Robert G. Hart, MD, from the Population Health Research Institute in Hamilton, Ontario, and colleagues conducted an analysis of the 18,113 participants with atrial fibrillation in the RE-LY (Randomized Evaluation of Long-term anticoagulant therapY) trial, assigned to adjusted-dose warfarin (target international normalized ratio, 2 to 3) or dabigatran (150 mg or 110 mg, both twice daily).

During a mean of two years follow-up, the researchers reported that 154 intracranial hemorrhages occurred in 153 participants: 46 percent intracerebral (49 percent mortality), 45 percent subdural (24 percent mortality) and 8 percent subarachnoid (31 percent mortality). The rates of intracranial hemorrhage were 0.76 percent, 0.31 percent and 0.23 percent per year among those assigned to warfarin, dabigatran 150 mg and dabigatran 110 mg, respectively.

Thus, fewer fatal intracranial hemorrhages occurred among those assigned dabigatran 150 mg and 110 mg (13 patients and 11 patients, respectively) versus warfarin (32 patients), according to Hart et al.

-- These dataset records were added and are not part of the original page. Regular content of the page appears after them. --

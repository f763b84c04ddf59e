use anchor_lang::prelude::*;

use crate::error::RegistrarError;

/// Registration request held in escrow until the owner approves or someone
/// authorized cancels it. Keyed by the request commitment.
#[account]
#[derive(InitSpace, Debug, PartialEq, Eq)]
pub struct PendingRequest {
    /// Admin of the upkeep once registered, and refund recipient on cancel
    pub admin: Pubkey,
    /// Funding accumulated over every submission with this commitment
    pub balance: u64,
    /// Where to refund rent when the request is closed
    pub rent_refund_to: Pubkey,
    pub bump: u8,
}

impl PendingRequest {
    pub const PREFIX_SEED: &'static [u8] = b"pending_request";

    pub fn credit(&mut self, amount: u64) -> Result<()> {
        self.balance = self
            .balance
            .checked_add(amount)
            .ok_or(RegistrarError::BalanceOverflow)?;
        Ok(())
    }

    /// Decode a stored request. Empty, zeroed or foreign data is "no request".
    pub fn decode(data: &[u8]) -> Option<Self> {
        if data.is_empty() {
            return None;
        }
        Self::try_deserialize(&mut &data[..]).ok()
    }
}

#[cfg(test)]
mod tests {
    use super::*;

    fn request(balance: u64) -> PendingRequest {
        PendingRequest {
            admin: Pubkey::new_unique(),
            balance,
            rent_refund_to: Pubkey::new_unique(),
            bump: 253,
        }
    }

    fn encode(request: &PendingRequest) -> Vec<u8> {
        let mut data = Vec::new();
        request.try_serialize(&mut data).unwrap();
        data
    }

    #[test]
    fn credit_accumulates() {
        let mut pending = request(5_000_000_000_000_000_000);
        pending.credit(5_000_000_000_000_000_000).unwrap();
        assert_eq!(pending.balance, 10_000_000_000_000_000_000);
    }

    #[test]
    fn credit_overflow_leaves_balance_untouched() {
        let mut pending = request(u64::MAX - 1);
        assert_eq!(
            pending.credit(2).unwrap_err(),
            RegistrarError::BalanceOverflow.into()
        );
        assert_eq!(pending.balance, u64::MAX - 1);
    }

    #[test]
    fn decodes_stored_request() {
        let pending = request(42);
        assert_eq!(PendingRequest::decode(&encode(&pending)), Some(pending));
    }

    #[test]
    fn closed_or_missing_accounts_decode_to_none() {
        assert_eq!(PendingRequest::decode(&[]), None);

        let zeroed = vec![0u8; 8 + PendingRequest::INIT_SPACE];
        assert_eq!(PendingRequest::decode(&zeroed), None);
    }
}
use anchor_lang::prelude::*;

declare_id!("ExM9ra9RXfQpvyQpq4WxEw31po1xM5bQ4JyMFk3z2Bd8");

pub mod error;
pub mod events;
pub mod instructions;
pub mod state;

use instructions::*;
pub use state::RegisteredUpkeep;

/// Minimal upkeep registry. Only the configured registrar may admit upkeeps.
#[program]
pub mod upkeep_registry {

    use super::*;

    pub fn initialize(ctx: Context<Initialize>, args: InitializeArgs) -> Result<()> {
        instructions::initialize(ctx, args)
    }

    /// Admit a fully specified upkeep and return its id plus forwarder address
    pub fn register_upkeep(
        ctx: Context<RegisterUpkeep>,
        args: RegisterUpkeepArgs,
    ) -> Result<RegisteredUpkeep> {
        instructions::register_upkeep(ctx, args)
    }

    pub fn get_active_upkeep_count(ctx: Context<GetActiveUpkeepCount>) -> Result<u64> {
        instructions::get_active_upkeep_count(ctx)
    }
}
use anchor_lang::prelude::*;

pub mod commitment;
pub mod constants;
pub mod error;
pub mod escrow;
pub mod events;
pub mod instructions;
pub mod pending_store;
pub mod registry_adapter;
pub mod security;
pub mod state;
pub mod utils;

use instructions::*;
use state::{ApprovalParams, RegistrationConfigArgs, RegistrationParams};
use upkeep_registry::RegisteredUpkeep;

declare_id!("G8nb9vPXYZeSXWqCAixxix7bwkH7uAnBTuVbYMWZRYsK");

/// Registration intake for the upkeep registry. Funded requests are either
/// admitted right away under the auto-approval policy or held in escrow until
/// the operator approves them or they are cancelled.
#[program]
pub mod upkeep_registrar {
    use super::*;

    /// Create the config, the sender allowlist and the escrow vault
    pub fn initialize(ctx: Context<Initialize>, args: RegistrationConfigArgs) -> Result<()> {
        instructions::initialize(ctx, args)
    }

    pub fn set_registration_config(
        ctx: Context<SetRegistrationConfig>,
        args: RegistrationConfigArgs,
    ) -> Result<()> {
        instructions::set_registration_config(ctx, args)
    }

    pub fn set_auto_approve_allowed_sender(
        ctx: Context<SetAutoApproveAllowedSender>,
        sender: Pubkey,
        allowed: bool,
    ) -> Result<()> {
        instructions::set_auto_approve_allowed_sender(ctx, sender, allowed)
    }

    /// Propose a new operator; takes effect once accepted
    pub fn transfer_ownership(ctx: Context<TransferOwnership>, new_authority: Pubkey) -> Result<()> {
        instructions::transfer_ownership(ctx, new_authority)
    }

    pub fn accept_ownership(ctx: Context<AcceptOwnership>) -> Result<()> {
        instructions::accept_ownership(ctx)
    }

    /// Register by pulling funding from the signer's token account
    pub fn register_upkeep(
        ctx: Context<RegisterUpkeep>,
        params: RegistrationParams,
    ) -> Result<RegisteredUpkeep> {
        instructions::register_upkeep(ctx, params)
    }

    /// Register with funding transferred in the preceding instruction
    pub fn on_token_transfer(ctx: Context<OnTokenTransfer>, data: Vec<u8>) -> Result<()> {
        instructions::on_token_transfer(ctx, data)
    }

    pub fn approve(ctx: Context<Approve>, params: ApprovalParams, hash: [u8; 32]) -> Result<()> {
        instructions::approve(ctx, params, hash)
    }

    pub fn cancel(ctx: Context<Cancel>, hash: [u8; 32]) -> Result<()> {
        instructions::cancel(ctx, hash)
    }

    pub fn type_and_version(ctx: Context<TypeAndVersion>) -> Result<String> {
        instructions::type_and_version(ctx)
    }

    pub fn get_registration_config(
        ctx: Context<GetRegistrationConfig>,
    ) -> Result<RegistrationConfigView> {
        instructions::get_registration_config(ctx)
    }

    pub fn get_pending_request(
        ctx: Context<GetPendingRequest>,
        hash: [u8; 32],
    ) -> Result<PendingRequestView> {
        instructions::get_pending_request(ctx, hash)
    }

    pub fn get_auto_approve_allowed_sender(
        ctx: Context<GetAutoApproveAllowedSender>,
        sender: Pubkey,
    ) -> Result<bool> {
        instructions::get_auto_approve_allowed_sender(ctx, sender)
    }
}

Also, they found that fewer traumatic intracranial hemorrhages occurred among those assigned to dabigatran (11 patients with each dose) compared with warfarin (24 patients).

Independent predictors of intracranial hemorrhage were assigned to warfarin (relative risk, 2.9), aspirin use (relative risk, 1.6), age (relative risk, 1.1 per year) and previous stroke/transient ischemic attack (relative risk, 1.8).

“It has been hypothesized that warfarin interferes with tissue factor VIIa-mediated thrombosis that may be especially important for hemostasis within the brain, whereas novel oral anticoagulants do not because of their more selective mechanisms of action,” Hart and colleagues wrote. “Any explanation for the lower rates of intracranial hemorrhage seen with dabigatran must account for reduced rates associated with all sites of intracranial hemorrhage and with traumatic versus atraumatic hemorrhages.

“The underlying mechanism(s) accounting for the low risk of all sites of intracranial bleeding with dabigatran and other novel oral anticoagulants are critical to understand, but remain to be fully elucidated,” the researchers concluded.

Boehringer Ingelheim funded the study.